My presentation went well, even by my own standards - and I think I'm my own worse critic. It was an odd forum - people presenting on really different topics all seemingly pulled together by the term 'multimodal' represented somewhere in their title or abstract. My presentation was probably mostly aligned to Stephen's as we were both grappling with analytical frameworks and how to accommodate for the visual and multimodal in our data. But whereas his was more focused on the actually data, mine was a conceptual exploration of how important the epistemological stance underpinning your theoretical, methodological and analytical frameworks is. An important point I raised was how difficult it actually is put into practice what you say conceptually - so while I say I'm doing ethnographic research, am I really taking on board what that means in relation to my data?

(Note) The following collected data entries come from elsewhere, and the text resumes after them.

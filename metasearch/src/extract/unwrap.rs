//! Redirect and proxy URL unwrapping.
//!
//! Search engines wrap result links in click-tracking redirectors. Each
//! [`RedirectRule`] recognizes one redirector shape and recovers the
//! destination. Unwrapping is best-effort: any failed step returns the
//! original `href`.

use std::sync::LazyLock;

use base64::engine::general_purpose::STANDARD;
use base64::Engine as _;
use percent_encoding::percent_decode_str;
use url::form_urlencoded;

/// Default number of nested redirects followed.
pub const DEFAULT_MAX_DEPTH: usize = 4;

/// One redirector shape.
#[derive(Debug, Clone, PartialEq, Eq)]
pub enum RedirectRule {
    /// The destination sits in a query parameter, e.g. `/url?q=...`.
    QueryParam {
        /// Substring identifying the redirector.
        marker: String,
        /// Parameters tried in order.
        params: Vec<String>,
    },
    /// The destination is base64url-encoded behind a fixed prefix, e.g.
    /// `/ck/a?u=a1aHR0cHM6...`.
    Base64Param {
        /// Substring identifying the redirector.
        marker: String,
        /// Parameter holding the encoded value.
        param: String,
        /// Marker stripped before decoding.
        prefix: String,
    },
    /// The destination is embedded in the path between `marker` and
    /// `terminator`, e.g. `/RU=https%3a.../RK=2/RS=...`.
    PathSegment {
        /// Segment start marker.
        marker: String,
        /// Segment end marker; the end of input when absent.
        terminator: String,
    },
}

impl RedirectRule {
    /// Creates a query-parameter rule.
    #[must_use]
    pub fn query_param(marker: impl Into<String>, params: &[&str]) -> Self {
        Self::QueryParam {
            marker: marker.into(),
            params: params.iter().map(|p| (*p).to_string()).collect(),
        }
    }

    /// Creates a base64 parameter rule.
    #[must_use]
    pub fn base64_param(
        marker: impl Into<String>,
        param: impl Into<String>,
        prefix: impl Into<String>,
    ) -> Self {
        Self::Base64Param {
            marker: marker.into(),
            param: param.into(),
            prefix: prefix.into(),
        }
    }

    /// Creates a path-segment rule.
    #[must_use]
    pub fn path_segment(marker: impl Into<String>, terminator: impl Into<String>) -> Self {
        Self::PathSegment {
            marker: marker.into(),
            terminator: terminator.into(),
        }
    }

    fn marker(&self) -> &str {
        match self {
            Self::QueryParam { marker, .. }
            | Self::Base64Param { marker, .. }
            | Self::PathSegment { marker, .. } => marker.as_str(),
        }
    }

    /// Applies the rule once. `None` means "not this redirector" or a
    /// failed decode.
    fn apply(&self, href: &str, max_depth: usize) -> Option<String> {
        if !href.contains(self.marker()) {
            return None;
        }
        match self {
            Self::QueryParam { params, .. } => params
                .iter()
                .find_map(|p| query_param(href, p))
                .map(|v| percent_decode_repeated(&v, max_depth)),
            Self::Base64Param { param, prefix, .. } => {
                let value = query_param(href, param)?;
                decode_base64url(value.strip_prefix(prefix.as_str())?)
            }
            Self::PathSegment { marker, terminator } => {
                let start = href.find(marker.as_str())? + marker.len();
                let rest = &href[start..];
                let segment = rest.find(terminator.as_str()).map_or(rest, |end| &rest[..end]);
                Some(percent_decode_repeated(segment, max_depth))
            }
        }
    }
}

static BUILTIN_RULES: LazyLock<Vec<RedirectRule>> = LazyLock::new(|| {
    vec![
        RedirectRule::query_param("/url?", &["q", "url"]),
        RedirectRule::query_param("/l/?", &["uddg"]),
        RedirectRule::base64_param("/ck/a?", "u", "a1"),
        RedirectRule::path_segment("/RU=", "/RK="),
        RedirectRule::query_param("/redirect?", &["url", "u"]),
    ]
});

static DEFAULT_UNWRAPPER: LazyLock<UrlUnwrapper> = LazyLock::new(UrlUnwrapper::new);

/// Applies redirect rules until the href stops changing or the depth bound
/// is reached.
#[derive(Debug, Clone)]
pub struct UrlUnwrapper {
    rules: Vec<RedirectRule>,
    max_depth: usize,
}

impl Default for UrlUnwrapper {
    fn default() -> Self {
        Self::new()
    }
}

impl UrlUnwrapper {
    /// Creates an unwrapper with the built-in rules.
    #[must_use]
    pub fn new() -> Self {
        Self {
            rules: BUILTIN_RULES.clone(),
            max_depth: DEFAULT_MAX_DEPTH,
        }
    }

    /// Creates an unwrapper with no rules.
    #[must_use]
    pub fn empty() -> Self {
        Self {
            rules: Vec::new(),
            max_depth: DEFAULT_MAX_DEPTH,
        }
    }

    /// Adds a provider-specific rule, tried after the existing ones.
    #[must_use]
    pub fn with_rule(mut self, rule: RedirectRule) -> Self {
        self.rules.push(rule);
        self
    }

    /// Sets the nesting bound (at least 1).
    #[must_use]
    pub fn with_max_depth(mut self, max_depth: usize) -> Self {
        self.max_depth = max_depth.max(1);
        self
    }

    /// Returns the configured nesting bound.
    #[must_use]
    pub fn max_depth(&self) -> usize {
        self.max_depth
    }

    /// Recovers the destination of `href`, or returns it unchanged.
    #[must_use]
    pub fn unwrap(&self, href: &str) -> String {
        let mut current = href.to_string();

        for _ in 0..self.max_depth {
            let next = self
                .rules
                .iter()
                .filter_map(|rule| rule.apply(&current, self.max_depth))
                .find(|candidate| is_navigable(candidate));
            match next {
                Some(next) if next != current => current = next,
                _ => break,
            }
        }

        current
    }
}

/// Unwraps `href` with the built-in rules.
#[must_use]
pub fn unwrap_url(href: &str) -> String {
    DEFAULT_UNWRAPPER.unwrap(href)
}

/// Reads a query parameter from a URL or a relative `path?query` href.
///
/// The value is form-decoded once (`%XX` and `+`).
#[must_use]
pub fn query_param(url: &str, name: &str) -> Option<String> {
    let query = url.split_once('?')?.1;
    let query = query.split_once('#').map_or(query, |(q, _)| q);
    // entity-escaped separators survive in scraped hrefs
    let query = query.replace("&amp;", "&");
    form_urlencoded::parse(query.as_bytes())
        .find(|(key, _)| key == name)
        .map(|(_, value)| value.into_owned())
        .filter(|value| !value.is_empty())
}

/// Percent-decodes until the value looks like a URL or stops changing.
fn percent_decode_repeated(value: &str, max_depth: usize) -> String {
    let mut current = value.to_string();
    for _ in 0..max_depth {
        if current.contains("://") || !current.contains('%') {
            break;
        }
        let decoded = percent_decode_str(&current).decode_utf8_lossy().into_owned();
        if decoded == current {
            break;
        }
        current = decoded;
    }
    current
}

/// Decodes base64url (no padding required) into UTF-8 text.
fn decode_base64url(value: &str) -> Option<String> {
    let mut standard: String = value
        .trim()
        .chars()
        .map(|c| match c {
            '-' => '+',
            '_' => '/',
            other => other,
        })
        .collect();
    while standard.len() % 4 != 0 {
        standard.push('=');
    }
    let bytes = STANDARD.decode(standard.as_bytes()).ok()?;
    String::from_utf8(bytes).ok()
}

/// Whether an unwrapped value is an absolute http(s) or protocol-relative URL.
fn is_navigable(value: &str) -> bool {
    if value.starts_with("//") {
        return value.len() > 2;
    }
    url::Url::parse(value).is_ok_and(|u| matches!(u.scheme(), "http" | "https"))
}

As I said it was an odd forum - usually its a space for students to present their work-in-progress but this time around an academic was asked to present. Most academics who come to these presentation are the supervisors of the students presenting, so it mostly feels like a safe, try-out space to present your work. With the academic presenter presence, it changed the dynamic as more academics were present who don't really have a direct connection to your work, so the stakes are increased. I was left wondering, especially after my supervision last week - 'Where is the safe space to express your understanding, your thinking, where you are allowed to not get it right without fear of being overtly judged, but rather guided gently down a more appropriate path?' Or I'm I just living in cloud cuckoo land, expecting too much and not accepting my responsibility as a PhD student?
I'm still battling the 'practice' of academic presentations, but realised more than ever yesterday that to be an academic today means communicating your work, in a particular way, in both the written and the spoken - and with predominance of new digital technologies - all of this needs to be executed with the savy use of the right technological resources.
Thursday brings new challenges in the form of the Ac lits forum where I am leading the discussion on the use of Bernstein in my research and in academic literacies research in general. The setting is more intimate, and maybe its less performance based and so in 'theory' we can ask stupid questions - well that's the theory anyway. But I guess I will get more challenging questions and really have to know my curriculum from my codes in Bernstein speak!. So I'm putting my head down over the next couple of days, which isn't too bad a prospect taking into the account that the ground outside is covered in fluffy white stuff and I seem to be developing a bit of a chesty 'something'.